SANTA BARBARA, Calif. - A growing number of false negative COVID-19 test results and the potential for test rationing are the latest challenges during the pandemic.
“The biggest problem by far with testing for COVID in general, is false negative tests,” said Dr. David Fisk. “Meaning, that somebody actually has the virus but the test doesn’t pick it up.”
Fisk is an Infectious Disease doctor with Cottage Health and Sansum Clinic and has spent months in the trenches with COVID-19 patients, along with his colleagues. Fisk met up Thursday with NewsChannel reporter Beth Farnsworth outside Cottage Hospital.
He said a growing number of false negatives is putting a strain on resources, requiring re-testing at local hospitals and medical facilities.
“With the molecular or PCR test that’s available, that rate is roughly 1 in 4, maybe a little higher than that,” Fisk said. “Tests performed will be falsely negative and miss the presence of the virus within somebody’s body.
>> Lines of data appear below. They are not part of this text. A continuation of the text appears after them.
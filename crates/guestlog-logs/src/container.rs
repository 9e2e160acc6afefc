//! Publishing guest logs to an object container

use async_trait::async_trait;
use chrono::{DateTime, Utc};
use guestlog_core::{Error, Result};
use serde::{Deserialize, Serialize};
use std::io::SeekFrom;
use std::path::{Path, PathBuf};
use tokio::io::{AsyncReadExt, AsyncSeekExt};
use tracing::{debug, info};

use crate::entry::GuestLog;

/// Object storage receiving published log segments
#[async_trait]
pub trait ContainerClient: Send + Sync {
    /// Name of the container logs are published to
    fn container_name(&self) -> &str;

    /// Send the log's pending bytes and return how many were stored.
    ///
    /// When some segments were stored before a failure the error is
    /// [`Error::PartialPublish`] carrying the acknowledged byte count.
    async fn publish(&self, log: &GuestLog) -> Result<u64>;

    /// Delete every published segment and the metafile of a log.
    /// Deleting components that are already gone succeeds.
    async fn delete_components(&self, log: &GuestLog) -> Result<()>;
}

/// Publish checkpoint stored next to a log's segments
#[derive(Debug, Clone, Serialize, Deserialize, PartialEq, Eq)]
pub struct Metafile {
    pub log: String,
    pub published_size: u64,
    pub segments: Vec<String>,
    pub updated_at: DateTime<Utc>,
}

/// Container kept as a directory tree: `<root>/<container>/<prefix>/<segment>`
pub struct DirectoryContainer {
    root: PathBuf,
    container: String,
    segment_size: u64,
}

impl DirectoryContainer {
    pub fn new(root: impl Into<PathBuf>, container: impl Into<String>, segment_size: u64) -> Self {
        Self {
            root: root.into(),
            container: container.into(),
            segment_size: segment_size.max(1),
        }
    }

    fn container_dir(&self) -> PathBuf {
        self.root.join(&self.container)
    }

    /// Directory holding a log's segments
    pub fn segment_dir(&self, log: &GuestLog) -> PathBuf {
        self.container_dir().join(log.prefix())
    }

    pub fn metafile_path(&self, log: &GuestLog) -> PathBuf {
        self.container_dir().join(log.metafile())
    }

    /// Load a log's metafile, `None` if it was never published
    pub async fn read_metafile(&self, log: &GuestLog) -> Result<Option<Metafile>> {
        match tokio::fs::read(self.metafile_path(log)).await {
            Ok(bytes) => Ok(Some(serde_json::from_slice(&bytes)?)),
            Err(e) if e.kind() == std::io::ErrorKind::NotFound => Ok(None),
            Err(e) => Err(e.into()),
        }
    }

    async fn write_metafile(&self, log: &GuestLog, metafile: &Metafile) -> Result<()> {
        let path = self.metafile_path(log);
        if let Some(parent) = path.parent() {
            tokio::fs::create_dir_all(parent).await?;
        }
        let json = serde_json::to_vec_pretty(metafile)?;
        tokio::fs::write(&path, json).await?;
        Ok(())
    }

    /// Copy pending bytes into segments, recording their names; returns the
    /// byte count, or the partial count alongside the error that stopped it
    async fn write_segments(
        &self,
        log: &GuestLog,
        segments: &mut Vec<String>,
    ) -> std::result::Result<u64, (u64, Error)> {
        let dir = self.segment_dir(log);
        tokio::fs::create_dir_all(&dir).await.map_err(|e| (0u64, Error::from(e)))?;

        let mut file = tokio::fs::File::open(log.file())
            .await
            .map_err(|e| (0u64, Error::from(e)))?;
        file.seek(SeekFrom::Start(log.published_size()))
            .await
            .map_err(|e| (0u64, Error::from(e)))?;

        let stamp = Utc::now().format("%Y%m%dT%H%M%S%.6f").to_string();
        let mut remaining = log.pending();
        let mut sent = 0u64;
        let mut seq = 0u32;

        while remaining > 0 {
            let want = remaining.min(self.segment_size) as usize;
            let mut buffer = vec![0u8; want];
            let read = read_up_to(&mut file, &mut buffer)
                .await
                .map_err(|e| (sent, Error::from(e)))?;
            if read == 0 {
                break;
            }
            buffer.truncate(read);

            let name = format!("log-{}-{:04}", stamp, seq);
            tokio::fs::write(dir.join(&name), &buffer)
                .await
                .map_err(|e| (sent, Error::from(e)))?;

            debug!("Stored segment {}/{} ({} bytes)", log.prefix(), name, read);
            segments.push(name);
            sent += read as u64;
            remaining -= read as u64;
            seq += 1;
        }

        Ok(sent)
    }
}

/// Fill `buffer` from `file` until it is full or the file ends
async fn read_up_to(file: &mut tokio::fs::File, buffer: &mut [u8]) -> std::io::Result<usize> {
    let mut filled = 0;
    while filled < buffer.len() {
        let n = file.read(&mut buffer[filled..]).await?;
        if n == 0 {
            break;
        }
        filled += n;
    }
    Ok(filled)
}

async fn remove_if_present(path: &Path, is_dir: bool) -> Result<()> {
    let result = if is_dir {
        tokio::fs::remove_dir_all(path).await
    } else {
        tokio::fs::remove_file(path).await
    };
    match result {
        Ok(()) => Ok(()),
        Err(e) if e.kind() == std::io::ErrorKind::NotFound => Ok(()),
        Err(e) => Err(e.into()),
    }
}

#[async_trait]
impl ContainerClient for DirectoryContainer {
    fn container_name(&self) -> &str {
        &self.container
    }

    async fn publish(&self, log: &GuestLog) -> Result<u64> {
        let mut metafile = self.read_metafile(log).await?.unwrap_or_else(|| Metafile {
            log: log.name().to_string(),
            published_size: 0,
            segments: Vec::new(),
            updated_at: Utc::now(),
        });

        let outcome = self.write_segments(log, &mut metafile.segments).await;
        let sent = match &outcome {
            Ok(sent) => *sent,
            Err((sent, _)) => *sent,
        };

        metafile.published_size = log.published_size() + sent;
        metafile.updated_at = Utc::now();

        let partial = |reason: String| Error::PartialPublish {
            log: log.name().to_string(),
            sent,
            reason,
        };

        if sent > 0 {
            self.write_metafile(log, &metafile)
                .await
                .map_err(|e| partial(e.to_string()))?;
        }

        match outcome {
            Ok(sent) => {
                info!(
                    "Published {} bytes of log '{}' to container '{}'",
                    sent,
                    log.name(),
                    self.container
                );
                Ok(sent)
            }
            Err((0, e)) => Err(Error::container(format!(
                "Failed to publish log '{}': {}",
                log.name(),
                e
            ))),
            Err((_, e)) => Err(partial(e.to_string())),
        }
    }

    async fn delete_components(&self, log: &GuestLog) -> Result<()> {
        remove_if_present(&self.segment_dir(log), true).await?;
        remove_if_present(&self.metafile_path(log), false).await?;
        info!(
            "Deleted published components of log '{}' from container '{}'",
            log.name(),
            self.container
        );
        Ok(())
    }
}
By contrast, the false positive results are very infrequent."
Fisk said a shortage of testing supplies for the widely used PCR or molecular nasal test is also concerning.
“Our lab, literally day by day, is exerting every effort it can and turning over every stone possible to obtain supplies from any possible source to keep the availability of these tests coming. And so test limitation is a very significant concern. It's not guaranteed that we’ll continue to enjoy the access to the test we have now, even within the hospital system."
The shortage of supplies is happening across the nation.
“It’s not so much limits on the swabs that you put up someone’s nose to obtain a sample, it’s more limit on the chemicals that are used in the lab to actually process that sample once you have the swab obtained,” Fisk said.
He believes creating a national system to improve the supply chain is the solution.
“Most of these are chemicals that are available widely from different sources but the way that they’re used within the certain tests are restricted to patents held by the companies that have developed the tests. So, there are problems within these supply chains based on which chemicals are approved to use for a given manufacturer.”
Meantime, Fisk also shared some potentially promising news: A new at-home antigen test is expected to increasingly roll out in the coming months. It’s touted as “very accurate” when it has a positive result and detects the virus. However, the test’s negative reading does not definitively rule out the presence of the virus.
“The closest analogy to the antigen test is like the pregnancy test -- it’s a little handheld device and lines appear on it when the antigen is positive and it can be used for someone to self collect at home so it has big advantages in that regard.”
Fisk said the antigen test will be a helpful “fill-in” when other tests run short in supply.